*Assignment:*
Only lines with the string "records" should be returned from the data below.

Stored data

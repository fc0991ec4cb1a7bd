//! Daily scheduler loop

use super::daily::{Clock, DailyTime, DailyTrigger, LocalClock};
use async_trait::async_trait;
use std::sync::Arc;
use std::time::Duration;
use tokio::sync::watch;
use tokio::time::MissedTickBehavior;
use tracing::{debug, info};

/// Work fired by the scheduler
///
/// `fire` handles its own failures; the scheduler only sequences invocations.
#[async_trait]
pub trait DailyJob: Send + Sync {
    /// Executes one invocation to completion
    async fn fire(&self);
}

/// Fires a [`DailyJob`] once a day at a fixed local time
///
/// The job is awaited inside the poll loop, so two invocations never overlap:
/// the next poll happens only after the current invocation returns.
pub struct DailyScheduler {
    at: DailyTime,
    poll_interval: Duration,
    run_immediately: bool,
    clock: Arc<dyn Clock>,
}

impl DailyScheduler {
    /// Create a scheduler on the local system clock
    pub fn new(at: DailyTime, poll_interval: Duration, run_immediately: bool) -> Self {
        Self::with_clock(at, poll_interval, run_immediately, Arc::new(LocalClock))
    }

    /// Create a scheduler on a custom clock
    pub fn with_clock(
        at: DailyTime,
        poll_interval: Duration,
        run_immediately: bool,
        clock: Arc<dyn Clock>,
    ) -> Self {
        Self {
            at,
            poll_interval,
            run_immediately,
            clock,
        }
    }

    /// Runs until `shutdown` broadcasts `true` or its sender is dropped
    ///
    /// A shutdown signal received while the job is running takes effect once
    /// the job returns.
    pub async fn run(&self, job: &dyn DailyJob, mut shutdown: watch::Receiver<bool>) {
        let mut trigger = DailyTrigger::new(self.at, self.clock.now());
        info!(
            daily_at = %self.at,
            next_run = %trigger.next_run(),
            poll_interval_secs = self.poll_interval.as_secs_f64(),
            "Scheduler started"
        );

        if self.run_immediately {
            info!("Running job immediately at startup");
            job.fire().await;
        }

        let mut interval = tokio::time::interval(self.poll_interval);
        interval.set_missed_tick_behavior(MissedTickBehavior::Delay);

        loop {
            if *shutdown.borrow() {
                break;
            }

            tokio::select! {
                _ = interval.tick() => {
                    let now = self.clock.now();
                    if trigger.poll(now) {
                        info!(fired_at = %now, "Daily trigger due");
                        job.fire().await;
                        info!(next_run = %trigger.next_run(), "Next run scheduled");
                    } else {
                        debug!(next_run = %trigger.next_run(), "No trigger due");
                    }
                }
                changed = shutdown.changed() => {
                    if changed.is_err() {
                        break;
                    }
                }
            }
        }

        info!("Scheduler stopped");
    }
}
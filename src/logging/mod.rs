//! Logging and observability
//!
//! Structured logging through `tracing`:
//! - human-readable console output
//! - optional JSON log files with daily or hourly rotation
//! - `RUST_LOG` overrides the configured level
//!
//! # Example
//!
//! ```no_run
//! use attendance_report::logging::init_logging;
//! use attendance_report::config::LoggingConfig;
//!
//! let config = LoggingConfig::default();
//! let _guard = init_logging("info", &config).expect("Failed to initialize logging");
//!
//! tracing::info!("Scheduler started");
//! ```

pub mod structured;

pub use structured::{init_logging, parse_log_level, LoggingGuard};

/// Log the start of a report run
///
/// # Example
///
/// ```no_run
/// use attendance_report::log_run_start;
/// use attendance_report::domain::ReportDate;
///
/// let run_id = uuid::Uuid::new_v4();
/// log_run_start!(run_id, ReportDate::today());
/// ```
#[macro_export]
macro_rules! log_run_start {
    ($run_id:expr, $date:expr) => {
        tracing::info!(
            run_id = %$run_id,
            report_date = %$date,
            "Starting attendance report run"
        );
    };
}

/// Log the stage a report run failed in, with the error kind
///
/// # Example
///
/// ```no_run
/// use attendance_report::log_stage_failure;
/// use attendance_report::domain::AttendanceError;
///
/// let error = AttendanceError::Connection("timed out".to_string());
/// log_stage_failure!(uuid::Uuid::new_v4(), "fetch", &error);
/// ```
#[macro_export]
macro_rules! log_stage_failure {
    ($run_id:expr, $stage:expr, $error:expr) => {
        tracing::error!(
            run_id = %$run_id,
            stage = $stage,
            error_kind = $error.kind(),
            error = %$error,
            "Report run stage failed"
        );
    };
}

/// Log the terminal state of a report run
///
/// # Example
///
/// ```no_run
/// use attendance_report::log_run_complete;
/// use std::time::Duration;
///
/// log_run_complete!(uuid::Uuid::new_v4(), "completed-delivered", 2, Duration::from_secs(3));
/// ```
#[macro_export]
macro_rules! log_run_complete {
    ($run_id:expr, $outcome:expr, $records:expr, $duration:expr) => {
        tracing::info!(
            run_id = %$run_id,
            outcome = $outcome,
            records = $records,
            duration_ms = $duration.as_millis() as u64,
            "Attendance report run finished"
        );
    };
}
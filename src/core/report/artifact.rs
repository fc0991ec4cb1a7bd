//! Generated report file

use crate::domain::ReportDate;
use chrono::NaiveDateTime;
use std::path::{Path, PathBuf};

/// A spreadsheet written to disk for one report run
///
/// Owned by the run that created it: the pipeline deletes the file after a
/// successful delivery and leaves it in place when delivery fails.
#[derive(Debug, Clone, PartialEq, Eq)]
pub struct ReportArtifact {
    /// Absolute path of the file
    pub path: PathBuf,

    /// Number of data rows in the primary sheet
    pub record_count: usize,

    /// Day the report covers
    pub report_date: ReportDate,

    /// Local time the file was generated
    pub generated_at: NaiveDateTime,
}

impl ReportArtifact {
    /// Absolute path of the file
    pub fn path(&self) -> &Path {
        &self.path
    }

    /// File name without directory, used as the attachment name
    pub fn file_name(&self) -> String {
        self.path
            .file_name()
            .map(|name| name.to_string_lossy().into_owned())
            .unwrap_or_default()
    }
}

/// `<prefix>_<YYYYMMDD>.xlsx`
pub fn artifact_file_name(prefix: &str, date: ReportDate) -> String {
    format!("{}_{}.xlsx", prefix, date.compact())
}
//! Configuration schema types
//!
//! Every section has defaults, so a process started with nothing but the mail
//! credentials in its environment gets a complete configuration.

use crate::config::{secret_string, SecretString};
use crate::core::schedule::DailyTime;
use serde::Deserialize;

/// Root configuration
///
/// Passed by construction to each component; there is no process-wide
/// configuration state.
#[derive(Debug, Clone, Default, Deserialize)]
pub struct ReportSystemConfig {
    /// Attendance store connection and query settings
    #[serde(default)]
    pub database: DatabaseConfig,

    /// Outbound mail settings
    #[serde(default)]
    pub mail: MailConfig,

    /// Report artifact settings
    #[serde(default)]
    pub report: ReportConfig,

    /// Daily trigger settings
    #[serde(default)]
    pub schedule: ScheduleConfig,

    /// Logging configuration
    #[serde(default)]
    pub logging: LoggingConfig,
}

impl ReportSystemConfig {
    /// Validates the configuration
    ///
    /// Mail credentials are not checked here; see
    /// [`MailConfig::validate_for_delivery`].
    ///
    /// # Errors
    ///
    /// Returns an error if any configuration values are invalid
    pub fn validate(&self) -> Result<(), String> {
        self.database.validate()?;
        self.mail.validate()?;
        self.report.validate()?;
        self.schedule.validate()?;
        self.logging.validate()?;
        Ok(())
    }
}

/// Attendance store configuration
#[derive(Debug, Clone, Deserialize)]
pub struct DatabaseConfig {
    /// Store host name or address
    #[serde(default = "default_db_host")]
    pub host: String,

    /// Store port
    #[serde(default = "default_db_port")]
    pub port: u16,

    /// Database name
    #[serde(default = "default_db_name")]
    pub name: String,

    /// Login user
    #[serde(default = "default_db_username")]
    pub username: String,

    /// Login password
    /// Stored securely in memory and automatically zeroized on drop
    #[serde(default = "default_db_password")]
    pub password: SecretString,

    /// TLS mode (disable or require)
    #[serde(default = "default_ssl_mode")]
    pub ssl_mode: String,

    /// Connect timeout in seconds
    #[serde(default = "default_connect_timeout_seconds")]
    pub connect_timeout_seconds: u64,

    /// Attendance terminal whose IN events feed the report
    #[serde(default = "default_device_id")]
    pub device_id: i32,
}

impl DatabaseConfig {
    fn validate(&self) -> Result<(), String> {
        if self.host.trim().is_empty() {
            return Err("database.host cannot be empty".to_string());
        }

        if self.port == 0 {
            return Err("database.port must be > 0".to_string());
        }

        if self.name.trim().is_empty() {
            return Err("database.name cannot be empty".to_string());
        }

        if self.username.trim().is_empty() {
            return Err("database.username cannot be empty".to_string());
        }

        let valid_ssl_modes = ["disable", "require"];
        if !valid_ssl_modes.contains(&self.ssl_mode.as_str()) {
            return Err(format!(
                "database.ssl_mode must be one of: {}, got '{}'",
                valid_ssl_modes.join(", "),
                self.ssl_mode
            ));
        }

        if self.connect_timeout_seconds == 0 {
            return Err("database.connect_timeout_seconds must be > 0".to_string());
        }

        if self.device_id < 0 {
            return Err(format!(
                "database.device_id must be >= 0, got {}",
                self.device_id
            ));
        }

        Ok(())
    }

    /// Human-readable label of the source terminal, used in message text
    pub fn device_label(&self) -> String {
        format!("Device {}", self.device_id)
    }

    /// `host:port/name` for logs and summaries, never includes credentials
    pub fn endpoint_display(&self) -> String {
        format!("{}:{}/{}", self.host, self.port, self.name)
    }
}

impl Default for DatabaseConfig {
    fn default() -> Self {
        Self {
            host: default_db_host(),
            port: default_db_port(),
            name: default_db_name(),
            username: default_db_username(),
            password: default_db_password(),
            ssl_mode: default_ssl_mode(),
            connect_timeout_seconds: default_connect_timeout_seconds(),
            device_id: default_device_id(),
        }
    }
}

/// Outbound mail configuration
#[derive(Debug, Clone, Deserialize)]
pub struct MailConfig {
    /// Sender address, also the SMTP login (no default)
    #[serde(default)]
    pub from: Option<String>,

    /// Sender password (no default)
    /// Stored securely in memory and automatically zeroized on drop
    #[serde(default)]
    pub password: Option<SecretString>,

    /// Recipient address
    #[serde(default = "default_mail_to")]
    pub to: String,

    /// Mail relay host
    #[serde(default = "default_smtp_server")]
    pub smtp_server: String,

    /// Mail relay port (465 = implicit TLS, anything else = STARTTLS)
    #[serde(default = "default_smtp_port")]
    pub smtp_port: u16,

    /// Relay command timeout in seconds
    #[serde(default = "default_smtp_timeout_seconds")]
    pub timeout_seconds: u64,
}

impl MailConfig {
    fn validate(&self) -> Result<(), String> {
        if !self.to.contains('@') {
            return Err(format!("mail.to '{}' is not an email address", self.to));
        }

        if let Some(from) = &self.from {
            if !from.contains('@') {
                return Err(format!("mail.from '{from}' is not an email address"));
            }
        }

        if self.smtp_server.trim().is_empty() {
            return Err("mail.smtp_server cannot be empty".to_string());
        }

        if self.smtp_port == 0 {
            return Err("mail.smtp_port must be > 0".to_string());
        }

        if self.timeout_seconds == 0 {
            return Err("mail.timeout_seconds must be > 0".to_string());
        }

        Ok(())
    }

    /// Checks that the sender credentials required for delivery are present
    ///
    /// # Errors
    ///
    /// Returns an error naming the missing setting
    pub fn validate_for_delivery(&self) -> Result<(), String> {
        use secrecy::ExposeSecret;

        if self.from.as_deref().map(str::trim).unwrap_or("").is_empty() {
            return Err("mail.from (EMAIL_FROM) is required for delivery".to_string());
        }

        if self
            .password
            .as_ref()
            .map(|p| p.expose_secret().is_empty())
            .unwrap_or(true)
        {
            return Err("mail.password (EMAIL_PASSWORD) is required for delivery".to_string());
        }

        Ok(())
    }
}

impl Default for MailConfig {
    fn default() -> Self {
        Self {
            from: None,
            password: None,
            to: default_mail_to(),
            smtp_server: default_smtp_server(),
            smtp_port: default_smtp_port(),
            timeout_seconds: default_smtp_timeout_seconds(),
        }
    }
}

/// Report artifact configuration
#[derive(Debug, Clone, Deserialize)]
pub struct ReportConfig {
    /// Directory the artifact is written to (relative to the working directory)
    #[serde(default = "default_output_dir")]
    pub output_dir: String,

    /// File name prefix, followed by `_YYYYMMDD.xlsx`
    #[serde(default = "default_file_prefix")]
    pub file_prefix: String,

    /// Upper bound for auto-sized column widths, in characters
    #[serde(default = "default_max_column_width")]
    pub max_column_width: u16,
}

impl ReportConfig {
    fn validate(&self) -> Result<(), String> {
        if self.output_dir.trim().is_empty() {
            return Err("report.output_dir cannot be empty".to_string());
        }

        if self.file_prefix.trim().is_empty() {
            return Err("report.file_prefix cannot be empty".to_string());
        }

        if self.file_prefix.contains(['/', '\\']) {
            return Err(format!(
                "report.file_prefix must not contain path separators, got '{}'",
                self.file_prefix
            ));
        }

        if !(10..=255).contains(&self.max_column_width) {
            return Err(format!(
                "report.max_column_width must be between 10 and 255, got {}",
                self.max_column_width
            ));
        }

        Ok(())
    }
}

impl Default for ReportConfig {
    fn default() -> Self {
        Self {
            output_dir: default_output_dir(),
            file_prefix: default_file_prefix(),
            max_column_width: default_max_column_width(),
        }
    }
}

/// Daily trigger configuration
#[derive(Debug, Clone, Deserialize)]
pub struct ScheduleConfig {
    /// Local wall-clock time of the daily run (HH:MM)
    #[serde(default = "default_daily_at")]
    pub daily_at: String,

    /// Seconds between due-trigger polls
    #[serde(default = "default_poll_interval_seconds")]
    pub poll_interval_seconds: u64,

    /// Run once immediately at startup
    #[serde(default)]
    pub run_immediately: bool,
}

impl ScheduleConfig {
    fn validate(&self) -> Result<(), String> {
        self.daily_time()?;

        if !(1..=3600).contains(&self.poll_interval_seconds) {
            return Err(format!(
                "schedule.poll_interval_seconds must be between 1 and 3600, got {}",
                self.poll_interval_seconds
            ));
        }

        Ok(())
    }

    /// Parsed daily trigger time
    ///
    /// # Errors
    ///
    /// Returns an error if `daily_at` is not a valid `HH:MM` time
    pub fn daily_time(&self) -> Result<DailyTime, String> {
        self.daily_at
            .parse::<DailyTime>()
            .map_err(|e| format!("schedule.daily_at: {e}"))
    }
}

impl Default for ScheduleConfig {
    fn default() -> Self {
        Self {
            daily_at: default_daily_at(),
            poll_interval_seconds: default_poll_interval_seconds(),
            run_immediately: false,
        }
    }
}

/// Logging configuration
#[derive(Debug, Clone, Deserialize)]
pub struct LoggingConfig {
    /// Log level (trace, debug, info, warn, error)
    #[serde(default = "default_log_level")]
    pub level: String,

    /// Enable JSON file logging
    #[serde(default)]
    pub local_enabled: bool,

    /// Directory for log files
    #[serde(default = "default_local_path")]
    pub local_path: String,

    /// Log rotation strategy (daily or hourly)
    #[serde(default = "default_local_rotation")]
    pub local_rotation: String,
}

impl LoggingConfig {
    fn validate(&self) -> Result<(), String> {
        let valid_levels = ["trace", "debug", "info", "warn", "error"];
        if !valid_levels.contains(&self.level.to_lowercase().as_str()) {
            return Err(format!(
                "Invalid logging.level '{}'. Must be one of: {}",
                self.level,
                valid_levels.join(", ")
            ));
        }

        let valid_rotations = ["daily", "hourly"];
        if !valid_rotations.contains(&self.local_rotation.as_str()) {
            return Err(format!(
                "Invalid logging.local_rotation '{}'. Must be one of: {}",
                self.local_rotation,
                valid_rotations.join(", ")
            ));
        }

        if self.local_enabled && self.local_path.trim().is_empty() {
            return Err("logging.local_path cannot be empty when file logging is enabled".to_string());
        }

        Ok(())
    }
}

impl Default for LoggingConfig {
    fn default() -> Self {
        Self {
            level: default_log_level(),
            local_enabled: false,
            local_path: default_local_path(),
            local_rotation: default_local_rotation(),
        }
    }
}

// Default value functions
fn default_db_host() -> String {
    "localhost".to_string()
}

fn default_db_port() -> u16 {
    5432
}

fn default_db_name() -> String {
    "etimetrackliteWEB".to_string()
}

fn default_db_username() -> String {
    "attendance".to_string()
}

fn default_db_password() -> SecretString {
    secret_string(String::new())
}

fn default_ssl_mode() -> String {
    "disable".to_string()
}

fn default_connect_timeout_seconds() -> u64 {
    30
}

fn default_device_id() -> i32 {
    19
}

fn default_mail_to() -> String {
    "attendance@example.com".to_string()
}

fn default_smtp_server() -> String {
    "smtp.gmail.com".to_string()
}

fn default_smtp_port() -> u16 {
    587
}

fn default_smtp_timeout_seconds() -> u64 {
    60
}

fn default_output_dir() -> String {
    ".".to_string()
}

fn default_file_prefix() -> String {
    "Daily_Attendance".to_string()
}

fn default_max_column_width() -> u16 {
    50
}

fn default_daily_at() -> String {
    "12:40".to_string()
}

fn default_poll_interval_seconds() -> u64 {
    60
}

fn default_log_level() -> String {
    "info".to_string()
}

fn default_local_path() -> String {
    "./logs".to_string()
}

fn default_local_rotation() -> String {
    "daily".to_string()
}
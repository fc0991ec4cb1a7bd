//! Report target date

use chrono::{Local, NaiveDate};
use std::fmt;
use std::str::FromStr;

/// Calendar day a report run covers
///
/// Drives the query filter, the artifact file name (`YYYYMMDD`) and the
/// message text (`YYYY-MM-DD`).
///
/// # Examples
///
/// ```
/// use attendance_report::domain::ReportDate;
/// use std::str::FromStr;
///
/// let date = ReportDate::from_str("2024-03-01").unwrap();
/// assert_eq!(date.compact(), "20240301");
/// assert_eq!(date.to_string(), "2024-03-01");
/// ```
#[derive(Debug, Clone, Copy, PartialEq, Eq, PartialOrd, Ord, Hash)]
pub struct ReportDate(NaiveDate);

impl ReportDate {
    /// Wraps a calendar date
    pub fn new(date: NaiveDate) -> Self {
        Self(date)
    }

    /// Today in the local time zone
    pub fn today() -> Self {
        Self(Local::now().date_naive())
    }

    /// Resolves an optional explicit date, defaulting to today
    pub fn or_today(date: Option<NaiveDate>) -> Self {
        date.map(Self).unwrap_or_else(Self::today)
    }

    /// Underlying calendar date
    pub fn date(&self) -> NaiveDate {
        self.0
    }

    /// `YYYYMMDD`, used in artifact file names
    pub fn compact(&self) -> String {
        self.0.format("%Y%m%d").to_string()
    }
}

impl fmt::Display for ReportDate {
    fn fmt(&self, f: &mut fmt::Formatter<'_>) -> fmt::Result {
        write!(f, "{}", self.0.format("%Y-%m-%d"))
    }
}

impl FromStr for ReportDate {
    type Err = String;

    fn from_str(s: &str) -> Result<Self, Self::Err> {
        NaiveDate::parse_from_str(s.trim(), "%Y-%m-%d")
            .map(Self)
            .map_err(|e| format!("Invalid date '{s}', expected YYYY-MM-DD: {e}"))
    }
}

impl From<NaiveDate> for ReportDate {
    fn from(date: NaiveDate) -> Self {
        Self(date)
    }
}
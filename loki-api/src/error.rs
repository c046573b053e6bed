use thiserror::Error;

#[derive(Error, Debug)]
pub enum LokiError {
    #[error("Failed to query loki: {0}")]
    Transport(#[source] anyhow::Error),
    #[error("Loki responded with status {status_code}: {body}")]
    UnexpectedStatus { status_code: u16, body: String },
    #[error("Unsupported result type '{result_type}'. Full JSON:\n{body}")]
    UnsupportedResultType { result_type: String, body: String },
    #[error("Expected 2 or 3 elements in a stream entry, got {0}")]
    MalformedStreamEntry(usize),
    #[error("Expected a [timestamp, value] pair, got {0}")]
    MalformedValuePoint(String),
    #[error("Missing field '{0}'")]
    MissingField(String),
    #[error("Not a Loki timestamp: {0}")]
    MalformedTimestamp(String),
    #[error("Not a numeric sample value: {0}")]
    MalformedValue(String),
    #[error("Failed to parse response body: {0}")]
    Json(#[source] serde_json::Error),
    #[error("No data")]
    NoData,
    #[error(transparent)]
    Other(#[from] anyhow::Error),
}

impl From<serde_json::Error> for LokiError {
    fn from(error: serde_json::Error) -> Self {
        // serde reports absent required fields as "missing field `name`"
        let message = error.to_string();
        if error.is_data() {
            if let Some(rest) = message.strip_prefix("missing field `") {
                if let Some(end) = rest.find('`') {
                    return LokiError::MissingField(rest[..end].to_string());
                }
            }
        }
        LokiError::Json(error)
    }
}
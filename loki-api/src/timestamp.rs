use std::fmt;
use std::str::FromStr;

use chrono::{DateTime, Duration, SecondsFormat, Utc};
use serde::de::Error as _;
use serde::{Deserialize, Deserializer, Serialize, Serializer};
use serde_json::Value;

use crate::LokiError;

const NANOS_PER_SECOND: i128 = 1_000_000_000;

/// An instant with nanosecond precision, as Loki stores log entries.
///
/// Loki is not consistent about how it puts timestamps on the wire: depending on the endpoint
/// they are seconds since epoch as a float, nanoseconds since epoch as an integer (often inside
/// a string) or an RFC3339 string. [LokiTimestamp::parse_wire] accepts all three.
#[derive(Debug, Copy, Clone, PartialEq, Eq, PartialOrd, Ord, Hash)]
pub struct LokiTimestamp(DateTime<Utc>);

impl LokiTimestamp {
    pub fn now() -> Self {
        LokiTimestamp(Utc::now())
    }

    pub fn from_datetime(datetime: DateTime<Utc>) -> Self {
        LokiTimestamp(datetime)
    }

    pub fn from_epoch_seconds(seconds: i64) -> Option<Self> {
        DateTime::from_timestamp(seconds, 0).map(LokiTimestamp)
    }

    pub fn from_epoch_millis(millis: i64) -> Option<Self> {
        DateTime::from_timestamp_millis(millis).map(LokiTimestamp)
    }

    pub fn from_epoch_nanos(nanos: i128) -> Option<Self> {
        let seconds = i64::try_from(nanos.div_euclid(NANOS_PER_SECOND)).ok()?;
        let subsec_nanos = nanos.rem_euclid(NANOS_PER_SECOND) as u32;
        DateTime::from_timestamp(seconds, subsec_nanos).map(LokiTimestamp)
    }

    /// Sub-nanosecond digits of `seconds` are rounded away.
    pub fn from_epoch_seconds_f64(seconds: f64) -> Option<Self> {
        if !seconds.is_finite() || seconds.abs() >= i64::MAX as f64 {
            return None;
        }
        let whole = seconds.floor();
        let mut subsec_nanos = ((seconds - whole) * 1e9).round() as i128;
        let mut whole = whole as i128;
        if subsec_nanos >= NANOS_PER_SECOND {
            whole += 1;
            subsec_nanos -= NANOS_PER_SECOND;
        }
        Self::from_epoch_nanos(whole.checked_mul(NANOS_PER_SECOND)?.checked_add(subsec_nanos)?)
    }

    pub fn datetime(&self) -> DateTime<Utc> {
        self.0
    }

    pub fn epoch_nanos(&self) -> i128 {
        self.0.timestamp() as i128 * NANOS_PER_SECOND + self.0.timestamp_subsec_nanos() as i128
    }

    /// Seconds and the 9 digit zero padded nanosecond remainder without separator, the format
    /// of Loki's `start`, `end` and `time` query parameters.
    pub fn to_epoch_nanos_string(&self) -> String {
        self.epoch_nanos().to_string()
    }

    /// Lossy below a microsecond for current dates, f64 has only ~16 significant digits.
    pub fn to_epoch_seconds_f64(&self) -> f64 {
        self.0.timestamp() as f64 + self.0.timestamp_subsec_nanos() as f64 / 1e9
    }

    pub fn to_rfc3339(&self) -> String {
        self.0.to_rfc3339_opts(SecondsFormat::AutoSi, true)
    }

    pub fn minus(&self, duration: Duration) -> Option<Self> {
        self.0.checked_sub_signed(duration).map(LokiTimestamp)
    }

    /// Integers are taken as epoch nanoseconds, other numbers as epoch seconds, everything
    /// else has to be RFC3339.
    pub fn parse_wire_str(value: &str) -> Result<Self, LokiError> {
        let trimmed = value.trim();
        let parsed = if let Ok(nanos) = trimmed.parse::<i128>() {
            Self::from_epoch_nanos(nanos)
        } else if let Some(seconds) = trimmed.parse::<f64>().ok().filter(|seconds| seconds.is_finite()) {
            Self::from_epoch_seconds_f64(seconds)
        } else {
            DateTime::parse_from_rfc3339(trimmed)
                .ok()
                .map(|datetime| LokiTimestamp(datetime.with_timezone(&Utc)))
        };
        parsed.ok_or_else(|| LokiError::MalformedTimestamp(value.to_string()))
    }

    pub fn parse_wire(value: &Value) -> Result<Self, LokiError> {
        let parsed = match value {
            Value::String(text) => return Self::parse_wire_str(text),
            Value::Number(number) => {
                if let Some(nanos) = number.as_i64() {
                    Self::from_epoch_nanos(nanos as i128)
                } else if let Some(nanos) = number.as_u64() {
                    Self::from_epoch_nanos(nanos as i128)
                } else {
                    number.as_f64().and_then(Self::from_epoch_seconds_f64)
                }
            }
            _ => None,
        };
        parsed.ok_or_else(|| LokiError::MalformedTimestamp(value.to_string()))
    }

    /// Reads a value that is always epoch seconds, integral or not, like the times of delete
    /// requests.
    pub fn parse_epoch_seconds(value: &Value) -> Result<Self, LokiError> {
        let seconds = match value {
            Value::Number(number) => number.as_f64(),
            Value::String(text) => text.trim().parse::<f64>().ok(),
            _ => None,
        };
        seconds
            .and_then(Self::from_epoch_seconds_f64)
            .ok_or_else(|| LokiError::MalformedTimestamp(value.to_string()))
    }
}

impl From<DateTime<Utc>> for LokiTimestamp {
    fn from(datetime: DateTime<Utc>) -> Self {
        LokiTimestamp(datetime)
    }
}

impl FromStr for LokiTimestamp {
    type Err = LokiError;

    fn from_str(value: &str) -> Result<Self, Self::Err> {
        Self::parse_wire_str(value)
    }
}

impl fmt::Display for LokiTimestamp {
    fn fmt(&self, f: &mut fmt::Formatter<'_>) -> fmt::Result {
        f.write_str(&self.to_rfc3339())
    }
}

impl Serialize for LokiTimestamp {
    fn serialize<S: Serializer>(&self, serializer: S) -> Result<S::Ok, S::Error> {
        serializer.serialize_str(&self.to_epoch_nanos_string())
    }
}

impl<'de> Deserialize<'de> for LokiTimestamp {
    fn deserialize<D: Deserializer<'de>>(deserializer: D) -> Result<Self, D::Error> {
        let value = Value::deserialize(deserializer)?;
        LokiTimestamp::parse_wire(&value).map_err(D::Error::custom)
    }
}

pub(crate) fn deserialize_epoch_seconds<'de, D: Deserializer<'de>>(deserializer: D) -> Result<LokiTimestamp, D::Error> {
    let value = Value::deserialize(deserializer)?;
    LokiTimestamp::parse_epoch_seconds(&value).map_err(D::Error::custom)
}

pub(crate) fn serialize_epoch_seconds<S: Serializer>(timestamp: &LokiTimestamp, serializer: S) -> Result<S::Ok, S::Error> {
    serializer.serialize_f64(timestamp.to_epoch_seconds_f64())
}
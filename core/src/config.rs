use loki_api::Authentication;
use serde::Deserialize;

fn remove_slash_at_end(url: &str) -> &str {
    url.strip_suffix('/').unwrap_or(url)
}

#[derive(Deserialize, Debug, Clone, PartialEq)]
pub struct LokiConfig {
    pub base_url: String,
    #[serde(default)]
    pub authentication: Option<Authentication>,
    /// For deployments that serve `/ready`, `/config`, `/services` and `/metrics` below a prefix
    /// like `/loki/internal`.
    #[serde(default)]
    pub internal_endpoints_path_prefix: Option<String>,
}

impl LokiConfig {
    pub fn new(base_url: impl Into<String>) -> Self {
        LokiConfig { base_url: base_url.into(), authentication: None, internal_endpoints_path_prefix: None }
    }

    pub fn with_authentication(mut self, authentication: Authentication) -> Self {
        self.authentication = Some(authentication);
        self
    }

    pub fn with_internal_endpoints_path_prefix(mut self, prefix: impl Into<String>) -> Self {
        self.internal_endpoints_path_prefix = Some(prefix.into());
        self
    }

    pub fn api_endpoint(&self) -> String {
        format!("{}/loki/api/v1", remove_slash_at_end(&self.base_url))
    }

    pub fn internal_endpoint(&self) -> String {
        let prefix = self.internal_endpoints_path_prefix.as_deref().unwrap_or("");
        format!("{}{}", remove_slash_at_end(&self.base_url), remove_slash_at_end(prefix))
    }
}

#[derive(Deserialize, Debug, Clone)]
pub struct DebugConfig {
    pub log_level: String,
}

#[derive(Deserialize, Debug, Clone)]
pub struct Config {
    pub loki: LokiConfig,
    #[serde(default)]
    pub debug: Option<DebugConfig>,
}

*Written response:*
    ($run_id:expr, $outcome:expr, $records:expr, $duration:expr) => {
            records = $records,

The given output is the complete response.